» **Action item**:
Repeat the records below exactly, beginning at the first line and finishing with the line that contains "use quote_watch::stream::StreamConnector;".

Data entries
###

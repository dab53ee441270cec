//! Loopback servers shared by the integration tests.
#![allow(dead_code)]

use std::io::{BufRead, BufReader, Read, Write};
use std::net::{SocketAddr, TcpListener, TcpStream};
use std::thread;
use std::time::{Duration, Instant};

use crossbeam_channel::{Receiver, Sender, unbounded};
use quote_common::{Quote, Symbol};
use quote_watch::event::AppEvent;
use quote_watch::snapshot::SnapshotSource;
use quote_watch::stream::StreamConnector;
use quote_watch::{QuoteSessionManager, Result};
use tungstenite::Message;
use tungstenite::handshake::server::{ErrorResponse, Request, Response};

/// Snapshot source that always answers with the same price.
pub struct StaticSource(pub f64);

impl SnapshotSource for StaticSource {
    fn fetch_quote(&self, _symbol: &Symbol) -> Result<Quote> {
        Ok(Quote { current: Some(self.0), ..Quote::default() })
    }
}

/// What the fake stream server observed on one connection.
#[derive(Debug, Clone, PartialEq)]
pub enum ServerSeen {
    /// Request URI of the handshake.
    Handshake(String),
    /// First text frame (the subscribe command), parsed as JSON.
    Subscribed(serde_json::Value),
    /// The client closed the connection; carries the subscribed symbol.
    Closed(String),
}

/// Fake streaming server. Every accepted connection reports what it sees and
/// forwards frames pushed through `push`.
pub struct StreamServer {
    pub addr: SocketAddr,
    pub seen: Receiver<ServerSeen>,
    pushers: Receiver<Sender<String>>,
}

impl StreamServer {
    pub fn start() -> Self {
        let listener = TcpListener::bind("127.0.0.1:0").expect("bind");
        let addr = listener.local_addr().expect("addr");
        let (seen_tx, seen_rx) = unbounded();
        let (push_tx, pushers) = unbounded::<Sender<String>>();
        let registry = push_tx;

        thread::spawn(move || {
            for stream in listener.incoming() {
                let Ok(stream) = stream else { break };
                let seen_tx = seen_tx.clone();
                let registry = registry.clone();
                thread::spawn(move || serve_connection(stream, seen_tx, registry));
            }
        });

        StreamServer { addr, seen: seen_rx, pushers }
    }

    pub fn url(&self) -> String {
        format!("ws://{}", self.addr)
    }

    /// Sender for frames on the next connection that has subscribed.
    pub fn next_connection(&self) -> Sender<String> {
        self.pushers.recv_timeout(Duration::from_secs(5)).expect("connection")
    }

    pub fn expect_seen(&self) -> ServerSeen {
        self.seen.recv_timeout(Duration::from_secs(5)).expect("server observation")
    }
}

fn serve_connection(stream: TcpStream, seen: Sender<ServerSeen>, registry: Sender<Sender<String>>) {
    let handshake_seen = seen.clone();
    let callback = move |request: &Request, response: Response| -> std::result::Result<Response, ErrorResponse> {
        let _ = handshake_seen.send(ServerSeen::Handshake(request.uri().to_string()));
        Ok(response)
    };
    let Ok(mut socket) = tungstenite::accept_hdr(stream, callback) else { return };

    let subscribe = match socket.read() {
        Ok(Message::Text(text)) => serde_json::from_str::<serde_json::Value>(text.as_str()).unwrap_or_default(),
        _ => return,
    };
    let symbol = subscribe["symbol"].as_str().unwrap_or_default().to_string();
    let _ = seen.send(ServerSeen::Subscribed(subscribe));

    let (frame_tx, frame_rx) = unbounded::<String>();
    let _ = registry.send(frame_tx);

    let _ = socket.get_ref().set_read_timeout(Some(Duration::from_millis(50)));
    loop {
        while let Ok(frame) = frame_rx.try_recv() {
            if socket.send(Message::text(frame)).is_err() {
                let _ = seen.send(ServerSeen::Closed(symbol));
                return;
            }
        }
        match socket.read() {
            Ok(_) => {}
            Err(tungstenite::Error::Io(e))
                if e.kind() == std::io::ErrorKind::WouldBlock || e.kind() == std::io::ErrorKind::TimedOut => {}
            Err(_) => {
                let _ = seen.send(ServerSeen::Closed(symbol));
                return;
            }
        }
    }
}

/// A listener that accepts connections but never answers the upgrade
/// request. It reports each accepted connection and each client hang-up.
pub struct StalledServer {
    pub addr: SocketAddr,
    accepted: Receiver<()>,
    hung_up: Receiver<()>,
}

impl StalledServer {
    pub fn start() -> Self {
        let listener = TcpListener::bind("127.0.0.1:0").expect("bind");
        let addr = listener.local_addr().expect("addr");
        let (accepted_tx, accepted) = unbounded();
        let (hung_up_tx, hung_up) = unbounded();

        thread::spawn(move || {
            for stream in listener.incoming() {
                let Ok(mut stream) = stream else { break };
                let _ = accepted_tx.send(());
                let hung_up_tx = hung_up_tx.clone();
                thread::spawn(move || {
                    let _ = stream.set_read_timeout(Some(Duration::from_secs(30)));
                    let mut buf = [0u8; 1024];
                    while let Ok(n) = stream.read(&mut buf) {
                        if n == 0 {
                            break;
                        }
                    }
                    let _ = hung_up_tx.send(());
                });
            }
        });

        StalledServer { addr, accepted, hung_up }
    }

    pub fn url(&self) -> String {
        format!("ws://{}", self.addr)
    }

    pub fn expect_accepted(&self) {
        self.accepted.recv_timeout(Duration::from_secs(5)).expect("accepted connection");
    }

    /// Wait for the client side of some held connection to go away.
    pub fn expect_hang_up(&self) {
        self.hung_up.recv_timeout(Duration::from_secs(5)).expect("client hang-up");
    }
}

/// A minimal HTTP/1.1 server answering every request with `status` and `body`.
/// Request lines are reported on the returned receiver.
pub fn http_server(status: &'static str, body: &'static str) -> (SocketAddr, Receiver<String>) {
    let listener = TcpListener::bind("127.0.0.1:0").expect("bind");
    let addr = listener.local_addr().expect("addr");
    let (tx, rx) = unbounded();
    thread::spawn(move || {
        for stream in listener.incoming() {
            let Ok(mut stream) = stream else { break };
            let mut reader = BufReader::new(stream.try_clone().expect("clone"));
            let mut request_line = String::new();
            if reader.read_line(&mut request_line).is_err() {
                continue;
            }
            let mut header = String::new();
            while reader.read_line(&mut header).map(|n| n > 2).unwrap_or(false) {
                header.clear();
            }
            let _ = tx.send(request_line.trim().to_string());
            let response = format!(
                "HTTP/1.1 {}\r\nContent-Type: application/json\r\nContent-Length: {}\r\nConnection: close\r\n\r\n{}",
                status,
                body.len(),
                body
            );
            let _ = stream.write_all(response.as_bytes());
            let _ = stream.flush();
        }
    });
    (addr, rx)
}

/// A local address nothing listens on.
pub fn dead_addr() -> SocketAddr {
    let listener = TcpListener::bind("127.0.0.1:0").expect("bind");
    listener.local_addr().expect("addr")
}

/// Feed events into `manager` until `done` holds or five seconds pass.
pub fn pump_until<C, F>(manager: &mut QuoteSessionManager<C>, events: &Receiver<AppEvent>, done: F) -> bool
where
    C: StreamConnector,
    F: Fn(&QuoteSessionManager<C>) -> bool,
{
    let deadline = Instant::now() + Duration::from_secs(5);
    while Instant::now() < deadline {
        if done(&*manager) {
            return true;
        }
        if let Ok(event) = events.recv_timeout(Duration::from_millis(50)) {
            manager.handle(event);
        }
    }
    done(&*manager)
}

###

» **Solved exercise**:
repository dab53ee441270cec
//! Loopback servers shared by the integration tests.
#![allow(dead_code)]

use std::io::{BufRead, BufReader, Read, Write};
use std::net::{SocketAddr, TcpListener, TcpStream};
use std::thread;
use std::time::{Duration, Instant};

use crossbeam_channel::{Receiver, Sender, unbounded};
use quote_common::{Quote, Symbol};
use quote_watch::event::AppEvent;
use quote_watch::snapshot::SnapshotSource;
use quote_watch::stream::StreamConnector;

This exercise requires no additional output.